A. Consider, then, the supply and demand for kidneys.
(a) Illustrate the demand and supply curves in a graph with kidneys on the horizontal axis and the price of kidneys on the vertical. Given that there are some that in fact donate a kidney for free, make sure your graph reflects this.
(b) Illustrate how the prohibition of kidney sales results in a “shortage” of kidneys.
(c) In what sense would permitting the sale of kidneys eliminate this shortage? Does this imply that no one would die from degenerative kidney disease?
(d) Suppose everyone has the same tastes but people differ in terms of their ability to generate income. What would this imply about how individuals of different income levels line up along the kidney supply curve in your graph? What does it imply in terms of who will sell kidneys?
(e) How would patients who need a kidney line up along the demand curve relative to their income? Who would not get kidneys in equilibrium?
(f) Illustrate in your graph the lowest that deadweight loss from prohibiting kidney sales might be assuming that demand curves can be used to approximate marginal willingness to pay. (Hint: The lowest possible deadweight loss occurs if those who receive donated kidneys under the price ceiling are also those that are willing to pay the most.)
(g) Does the fact that kidneys might be primarily sold by the poor (and disproportionately bought by well-off patients) change anything about our conclusion that imposing a price ceiling of zero in the kidney market is inefficient?
(h) In the absence of ethical considerations that we are not modeling, should anyone object to a change in policy that permits kidney sales? Why do you think that opposition to kidney sales is so wide-spread?

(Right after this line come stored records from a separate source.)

//! A bundled `DraftBackend` (§4.2's out-of-scope tensor-runtime boundary).
//!
//! Wiring a real local model (GGUF/safetensors loading, KV-cache-aware
//! forward passes, device placement) is explicitly out of scope for this
//! crate (spec §1) — that is `mistralrs-core`'s job, not this orchestrator's.
//! What ships here is the minimal concrete `DraftBackend` needed to drive
//! the binary end to end against a small fixed vocabulary, so `specdec run`
//! is runnable out of the box; swapping in a real backend means implementing
//! `specdec_core::draft::DraftBackend` against an actual model and passing
//! it to `CandleDraftAdapter::new` in `main.rs` instead of this one.

use candle_core::{Device, Tensor};

use specdec_core::draft::DraftBackend;

/// A small closed vocabulary of whole "words" so the demo's output reads as
/// text rather than as opaque token ids. Logits are derived deterministically
/// from the running context's last id, biased toward cycling forward through
/// the vocabulary — enough to exercise drafting, verification, and rejection
/// without needing a trained model on hand.
pub struct WordlistDraftBackend {
    vocab: Vec<&'static str>,
}

impl Default for WordlistDraftBackend {
    fn default() -> Self {
        Self {
            vocab: vec![
                "the", "a", "model", "drafts", "tokens", "and", "the", "verifier", "accepts",
                "or", "rejects", "them", "quickly", "end",
            ],
        }
    }
}

impl WordlistDraftBackend {
    fn logits_for(&self, running_context: &[u32]) -> Vec<f32> {
        let last = *running_context.last().unwrap_or(&0) as usize;
        let n = self.vocab.len();
        (0..n)
            .map(|i| {
                let distance = (i + n - (last + 1) % n) % n;
                5.0 - distance as f32 * 0.4
            })
            .collect()
    }
}

impl DraftBackend for WordlistDraftBackend {
    fn next_logits(&mut self, running_context: &[u32]) -> candle_core::Result<Tensor> {
        let logits = self.logits_for(running_context);
        Tensor::from_slice(&logits, (logits.len(),), &Device::Cpu)
    }

    fn decode(&self, ids: &[u32]) -> candle_core::Result<String> {
        Ok(ids
            .iter()
            .map(|&id| self.vocab.get(id as usize).copied().unwrap_or("<unk>"))
            .collect::<Vec<_>>()
            .join(" "))
    }

    fn token_text(&self, id: u32) -> candle_core::Result<String> {
        Ok(self
            .vocab
            .get(id as usize)
            .copied()
            .unwrap_or("<unk>")
            .to_string())
    }

    fn tokenizer_prompt(&self, prompt: &str) -> candle_core::Result<(String, Vec<u32>)> {
        let ids: Vec<u32> = prompt
            .split_whitespace()
            .map(|w| {
                self.vocab
                    .iter()
                    .position(|v| *v == w)
                    .unwrap_or(0) as u32
            })
            .collect();
        Ok((prompt.to_string(), ids))
    }
}
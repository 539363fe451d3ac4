//! The typed event stream (§6.2): a `type`-discriminated union emitted in
//! strict causal order by the `Speculator`. Field naming is underscore_case
//! on the wire (§6.1); the `EventSink` transport may re-case for its own
//! consumers, but this is the canonical representation.
//!
//! Grounded on `tools/request.rs`'s tagged/untagged `serde` enums
//! (`ToolType`, `ToolChoice`) for the discriminated-union shape, and on
//! `sampler.rs`'s `TopLogprob` for the top-alternatives wire element.

use serde::{Deserialize, Serialize};

use crate::context::TopAlt;

/// The wire shape of a top-alternatives entry: just `(token, logprob)`, per
/// §6.2 — the internal `token_id` used for rejection-sampling bookkeeping
/// is not part of the public event schema.
#[derive(Debug, Clone, Serialize, Deserialize)]
pub struct WireTopToken {
    pub token: String,
    pub logprob: f32,
}

impl From<&TopAlt> for WireTopToken {
    fn from(a: &TopAlt) -> Self {
        WireTopToken {
            token: a.token.clone(),
            logprob: a.logprob,
        }
    }
}

fn wire_tops(alts: &[TopAlt]) -> Vec<WireTopToken> {
    alts.iter().map(WireTopToken::from).collect()
}

#[derive(Debug, Clone, Copy, PartialEq, Eq, Serialize, Deserialize)]
#[serde(rename_all = "snake_case")]
pub enum VerifyStatus {
    Accepted,
    Rejected,
    Resampled,
    Bonus,
}

#[derive(Debug, Clone, Serialize, Deserialize)]
#[serde(tag = "type", rename_all = "snake_case")]
pub enum Event {
    DraftToken {
        round: u64,
        position: usize,
        token: String,
        token_id: u32,
        logprob: f32,
        entropy: f32,
        top_tokens: Vec<WireTopToken>,
        draft_time_ms: f64,
    },
    VerifyResult {
        round: u64,
        position: usize,
        token: String,
        token_id: u32,
        status: VerifyStatus,
        draft_logprob: f32,
        #[serde(skip_serializing_if = "Option::is_none")]
        target_logprob: Option<f32>,
        #[serde(skip_serializing_if = "Option::is_none")]
        acceptance_prob: Option<f32>,
        #[serde(skip_serializing_if = "Option::is_none")]
        target_entropy: Option<f32>,
        target_top_tokens: Vec<WireTopToken>,
        verify_time_ms: f64,
    },
    Metrics {
        round: u64,
        acceptance_rate: f64,
        round_accepted: usize,
        round_total: usize,
        effective_tps: f64,
        baseline_tps: f64,
        speedup: f64,
        draft_latency_ms: f64,
        verify_latency_ms: f64,
        total_tokens_generated: u64,
    },
    Done {
        total_tokens: u64,
        total_rounds: u64,
        final_acceptance_rate: f64,
        average_speedup: f64,
        generated_text: String,
    },
    Error {
        message: String,
        #[serde(skip_serializing_if = "Option::is_none")]
        round: Option<u64>,
    },
}

impl Event {
    pub fn draft_token(
        round: u64,
        position: usize,
        token: &crate::context::DraftToken,
        draft_time_ms: f64,
    ) -> Self {
        Event::DraftToken {
            round,
            position,
            token: token.token_text.clone(),
            token_id: token.token_id,
            logprob: token.logprob_sampled,
            entropy: token.entropy,
            top_tokens: wire_tops(&token.top_alternatives),
            draft_time_ms,
        }
    }
}

#[cfg(test)]
mod tests {
    use super::*;

    #[test]
    fn event_wire_tag_is_snake_case_type_field() {
        let e = Event::Done {
            total_tokens: 3,
            total_rounds: 1,
            final_acceptance_rate: 1.0,
            average_speedup: 2.0,
            generated_text: "hi".into(),
        };
        let json = serde_json::to_value(&e).unwrap();
        assert_eq!(json["type"], "done");
        assert_eq!(json["generated_text"], "hi");
    }

    #[test]
    fn verify_status_serializes_snake_case() {
        assert_eq!(
            serde_json::to_value(VerifyStatus::Resampled).unwrap(),
            serde_json::json!("resampled")
        );
    }
}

(i) Some people might be willing to sell organs— like their heart — that they cannot live without in order to provide financially for loved ones even if it means that the seller will die as a result. Assuming that everyone is purely rational; would our analysis of deadweight loss from prohibiting such sales be any different? I think opposition to permitting such trade of vital organs is essentially universal. Might the reason for this also, in a less extreme way, be part of the reason we generally prohibit trade in kidneys?
B. Suppose the supply curve in the kidney market is p = B +βx.
(a)What would have to be true in order for the phenomenon of kidney donations (at zero price) to emerge?
(b) Would those who donate kidneys get positive surplus? How would you measure this — and how can you make intuitive sense of it?